# my 60 gallon elong tank



## STIFFY (Jul 9, 2003)

What do you think?


----------



## STIFFY (Jul 9, 2003)

more


----------



## STIFFY (Jul 9, 2003)

last


----------



## ChosenOne22 (Nov 23, 2003)

nice


----------



## Genin (Feb 4, 2003)

cool man. does your elong always hang by the top?

Joe


----------



## Honda99_300ex (Apr 18, 2003)

Who'd you get the Elong from??

Very Nice


----------



## STIFFY (Jul 9, 2003)

I just got him from Ash today.


----------



## jahnke31 (Dec 4, 2003)

that's pimp!! nice!!


----------



## Red Eyes (Nov 25, 2003)

Congrats on the elong!! very nice!!


----------



## jahnke31 (Dec 4, 2003)

what size tank is that??????


----------



## Honda99_300ex (Apr 18, 2003)

Showing any Aggression yet?


----------



## STIFFY (Jul 9, 2003)

Here is another picture of him.


----------



## KRSwop1 (Feb 17, 2003)

wow, feed him.


----------



## Noble (Nov 9, 2003)

Oh hell yes.

Thats a great tank Kawi. Damn fine.

The elong is small, so you get to watch em grow, how cool.

Looks healthy too, doesn't look like he had too much shipping stress.

Is he really active?


----------



## mrwilson99 (Jul 12, 2003)




----------



## Xenon (Nov 15, 2002)

ensure your water is being aerated sufficiently. It doesnt seem natural to have the elong at the top like that.


----------



## mattmatt123 (Nov 13, 2003)

is it just me or does it look really skiny still a nice fish and tank


----------



## akio525 (Sep 4, 2003)

nice setup .... looks a little skinny but Im sure hell fatten up.


----------



## STIFFY (Jul 9, 2003)

I have had feeders in but he is not eating.


----------



## alexm (Aug 18, 2003)

kawi ryder said:


> I have had feeders in but he is not eating.

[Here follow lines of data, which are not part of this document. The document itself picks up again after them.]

//! End-to-end behavior of the todo store over an in-memory durable store.
//!
//! Timers run on tokio's paused clock, so debounce and expiry are exact.

#![allow(clippy::unwrap_used)]

use std::sync::Arc;
use std::time::Duration;
use tasklist_core::environment::Clock;
use tasklist_testing::{test_clock, InMemoryStorage, SequentialIdGenerator};
use todo::app::STORAGE_RESET_TEXT;
use todo::error::STORAGE_FAILURE_TEXT;
use todo::persistence::{decode, DEFAULT_STORAGE_KEY};
use todo::reducer::TODO_CREATED;
use todo::{MessageKind, PersistenceGateway, TodoApp, TodoEnvironment, TodoError, TodoId};

fn open_app(storage: &InMemoryStorage) -> TodoApp {
    let env = TodoEnvironment::new(
        Arc::new(test_clock()),
        Arc::new(SequentialIdGenerator::new("id")),
        PersistenceGateway::new(Arc::new(storage.clone())),
    );
    TodoApp::open(env)
}

fn stored_titles(storage: &InMemoryStorage) -> Vec<String> {
    storage
        .raw(DEFAULT_STORAGE_KEY)
        .and_then(|raw| decode(&raw))
        .unwrap_or_default()
        .into_iter()
        .map(|todo| todo.title)
        .collect()
}

#[tokio::test(start_paused = true)]
async fn burst_of_adds_produces_one_write_of_final_state() {
    let storage = InMemoryStorage::new();
    let app = open_app(&storage);

    for title in ["First", "Second", "Third"] {
        app.add_todo(title).await;
        tokio::time::sleep(Duration::from_millis(100)).await;
    }
    assert_eq!(storage.write_count(), 0);

    tokio::time::sleep(Duration::from_millis(600)).await;

    assert_eq!(storage.write_count(), 1);
    assert_eq!(stored_titles(&storage), vec!["Third", "Second", "First"]);
}

#[tokio::test(start_paused = true)]
async fn success_message_expires_error_message_stays() {
    let storage = InMemoryStorage::new();
    let app = open_app(&storage);

    app.add_todo("Buy milk").await;
    app.finish_todo(&TodoId::new("missing")).await;

    let messages = app.messages().await;
    assert_eq!(messages.len(), 2);
    assert_eq!(messages[0].kind, MessageKind::Success);
    assert_eq!(messages[0].text, TODO_CREATED);
    assert_eq!(messages[1].kind, MessageKind::Error);

    tokio::time::sleep(Duration::from_millis(2900)).await;
    assert_eq!(app.messages().await.len(), 2);

    tokio::time::sleep(Duration::from_millis(200)).await;
    let messages = app.messages().await;
    assert_eq!(messages.len(), 1);
    assert_eq!(messages[0].kind, MessageKind::Error);

    tokio::time::sleep(Duration::from_secs(10)).await;
    assert_eq!(app.messages().await.len(), 1);

    app.clear_messages().await;
    assert!(app.messages().await.is_empty());
}

#[tokio::test(start_paused = true)]
async fn each_success_message_expires_on_its_own_schedule() {
    let storage = InMemoryStorage::new();
    let app = open_app(&storage);

    app.add_todo("First").await;
    tokio::time::sleep(Duration::from_millis(2000)).await;
    app.add_todo("Second").await;

    tokio::time::sleep(Duration::from_millis(1500)).await;
    let messages = app.messages().await;
    assert_eq!(messages.len(), 1);
    assert_eq!(messages[0].text, TODO_CREATED);

    tokio::time::sleep(Duration::from_millis(2000)).await;
    assert!(app.messages().await.is_empty());
}

#[tokio::test(start_paused = true)]
async fn clear_messages_disarms_expiry_timers() {
    let storage = InMemoryStorage::new();
    let app = open_app(&storage);

    app.add_todo("First").await;
    app.clear_messages().await;
    assert!(app.messages().await.is_empty());

    // Only the pending write remains registered
    assert_eq!(app.store().registered_cancellables(), 1);
    tokio::time::sleep(Duration::from_secs(5)).await;
    assert_eq!(app.store().registered_cancellables(), 0);
}

#[tokio::test(start_paused = true)]
async fn sixth_unfinished_todo_is_rejected() {
    let storage = InMemoryStorage::new();
    let app = open_app(&storage);

    for n in 1..=5 {
        app.add_todo(format!("Task {n}")).await;
    }
    app.clear_messages().await;

    app.add_todo("Task 6").await;

    assert_eq!(app.todos().await.len(), 5);
    let messages = app.messages().await;
    assert_eq!(messages.len(), 1);
    assert_eq!(messages[0].kind, MessageKind::Error);
    assert_eq!(messages[0].text, "You can have at most 5 unfinished TODOs.");

    // Finishing one frees a slot
    let oldest = app.todos().await.last().map(|todo| todo.id.clone()).unwrap();
    app.finish_todo(&oldest).await;
    app.add_todo("Task 6").await;
    assert_eq!(app.todos().await.len(), 6);
}

#[tokio::test(start_paused = true)]
async fn finish_and_delete_round_trip_through_storage() {
    let storage = InMemoryStorage::new();
    let app = open_app(&storage);

    app.add_todo("Keep").await;
    app.add_todo("Discard").await;
    let todos = app.todos().await;
    assert_eq!(todos.len(), 2);
    let (discard_id, keep_id) = (todos[0].id.clone(), todos[1].id.clone());

    app.finish_todo(&keep_id).await;
    app.finish_todo(&keep_id).await;
    app.delete_todo(&discard_id).await;
    app.delete_todo(&discard_id).await;
    app.flush().await;

    let errors: Vec<String> = app
        .messages()
        .await
        .into_iter()
        .filter(|m| m.kind == MessageKind::Error)
        .map(|m| m.text)
        .collect();
    assert_eq!(
        errors,
        vec![
            TodoError::already_finished().user_message(),
            TodoError::not_found().user_message(),
        ]
    );

    let reopened = open_app(&storage);
    let todos = reopened.todos().await;
    assert_eq!(todos.len(), 1);
    assert_eq!(todos[0].id, keep_id);
    assert_eq!(todos[0].title, "Keep");
    assert!(todos[0].finished);
    assert_eq!(todos[0].created_at, test_clock().now());
    assert!(reopened.messages().await.is_empty());
}

#[tokio::test(start_paused = true)]
async fn flush_writes_immediately_and_replaces_pending_debounce() {
    let storage = InMemoryStorage::new();
    let app = open_app(&storage);

    app.add_todo("Now").await;
    app.flush().await;
    assert_eq!(storage.write_count(), 1);

    tokio::time::sleep(Duration::from_secs(1)).await;
    assert_eq!(storage.write_count(), 1);
    assert_eq!(stored_titles(&storage), vec!["Now"]);
}

#[tokio::test(start_paused = true)]
async fn write_failure_surfaces_generic_message() {
    let storage = InMemoryStorage::new();
    storage.fail_writes(true);
    let app = open_app(&storage);

    app.add_todo("Unsaved").await;
    tokio::time::sleep(Duration::from_millis(600)).await;

    assert_eq!(app.todos().await.len(), 1);
    let errors: Vec<_> = app
        .messages()
        .await
        .into_iter()
        .filter(|m| m.kind == MessageKind::Error)
        .collect();
    assert_eq!(errors.len(), 1);
    assert_eq!(errors[0].text, STORAGE_FAILURE_TEXT);
}

#[tokio::test]
async fn corrupted_storage_is_cleared_with_warning() {
    for corrupt in [r#"{"todoId":"a"}"#, "not json at all"] {
        let storage = InMemoryStorage::new();
        storage.seed(DEFAULT_STORAGE_KEY, corrupt);

        let app = open_app(&storage);

        assert!(app.todos().await.is_empty());
        assert!(!storage.contains_key(DEFAULT_STORAGE_KEY));
        let messages = app.messages().await;
        assert_eq!(messages.len(), 1);
        assert_eq!(messages[0].kind, MessageKind::Warning);
        assert_eq!(messages[0].text, STORAGE_RESET_TEXT);
    }
}

#[tokio::test]
async fn unreadable_storage_keeps_saved_collection() {
    let storage = InMemoryStorage::new();
    storage.seed(
        DEFAULT_STORAGE_KEY,
        r#"[{"todoId":"kept","todoTitle":"Saved","finished":false,"createdAt":"2025-01-01T00:00:00.000Z"}]"#,
    );
    storage.fail_reads(true);

    let app = open_app(&storage);

    assert!(app.todos().await.is_empty());
    let messages = app.messages().await;
    assert_eq!(messages.len(), 1);
    assert_eq!(messages[0].kind, MessageKind::Error);
    assert_eq!(messages[0].text, STORAGE_FAILURE_TEXT);
    assert!(storage.contains_key(DEFAULT_STORAGE_KEY));

    storage.fail_reads(false);
    let reopened = open_app(&storage);
    let todos = reopened.todos().await;
    assert_eq!(todos.len(), 1);
    assert_eq!(todos[0].id, TodoId::new("kept"));
    assert!(reopened.messages().await.is_empty());
}

#[tokio::test]
async fn failed_clear_of_corrupted_storage_is_reported() {
    let storage = InMemoryStorage::new();
    storage.seed(DEFAULT_STORAGE_KEY, "not json at all");
    storage.fail_writes(true);

    let app = open_app(&storage);

    assert!(app.todos().await.is_empty());
    let messages: Vec<_> = app
        .messages()
        .await
        .into_iter()
        .map(|m| (m.kind, m.text))
        .collect();
    assert_eq!(
        messages,
        vec![
            (MessageKind::Error, STORAGE_FAILURE_TEXT.to_string()),
            (MessageKind::Warning, STORAGE_RESET_TEXT.to_string()),
        ]
    );
}

#[tokio::test]
async fn malformed_item_is_dropped_on_open() {
    let storage = InMemoryStorage::new();
    storage.seed(
        DEFAULT_STORAGE_KEY,
        r#"[
            {"todoId":"good","todoTitle":"Fine","finished":false,"createdAt":"2025-01-01T00:00:00.000Z"},
            {"todoId":"bad","todoTitle":"Broken","finished":false,"createdAt":"not a date"}
        ]"#,
    );

    let app = open_app(&storage);

    let todos = app.todos().await;
    assert_eq!(todos.len(), 1);
    assert_eq!(todos[0].id, TodoId::new("good"));
    assert!(app.messages().await.is_empty());
    assert!(storage.contains_key(DEFAULT_STORAGE_KEY));
}

#[tokio::test]
async fn missing_key_starts_empty_without_warning() {
    let storage = InMemoryStorage::new();
    let app = open_app(&storage);

    assert!(app.todos().await.is_empty());
    assert!(app.messages().await.is_empty());
}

 Try him on some fresh fish or shrimp.... he might not be ready to go for the live stuff!


----------



## JeFFLo (Aug 29, 2003)

the tank is nice but i think theres alot of stuff in the middle and less open space to swim...looks good though


----------



## Dr. Giggles (Oct 18, 2003)

Where did you get the piece of driftwood. It's awesome. Definitely follow recommendations on this thread. Elongs require pristine water conditions with lots of aeration. Definitely my next fish. I have a stand for an 85 gallon, just need the tank. would love to find a piece of driftwood like yours. Awesome.


----------



## oburi (Jul 11, 2003)

Nice elongatus. The tank looks really clear also. Nice job







.

Oburi


----------



## Noble (Nov 9, 2003)

Kawi, don't worry about him not eating the feeders yet. He'll come around. My SRB didn't eat golds until 6 days in the new tank. Before you know it he will be chowing them down. Got to wait a bit though.

He's going to be awesome.

OH I just noticed. Is there something creating a current or at least a good amount of water surface disturbance?

If not you shouold get a power head or something to create it. The micro bubbles that they create (like fluvals and other heads that spray along the surface or an underwater flow that makes a nce bubbly current) are best for the oxygen to get dissolved into the water content better. This way your fish has good breathing water.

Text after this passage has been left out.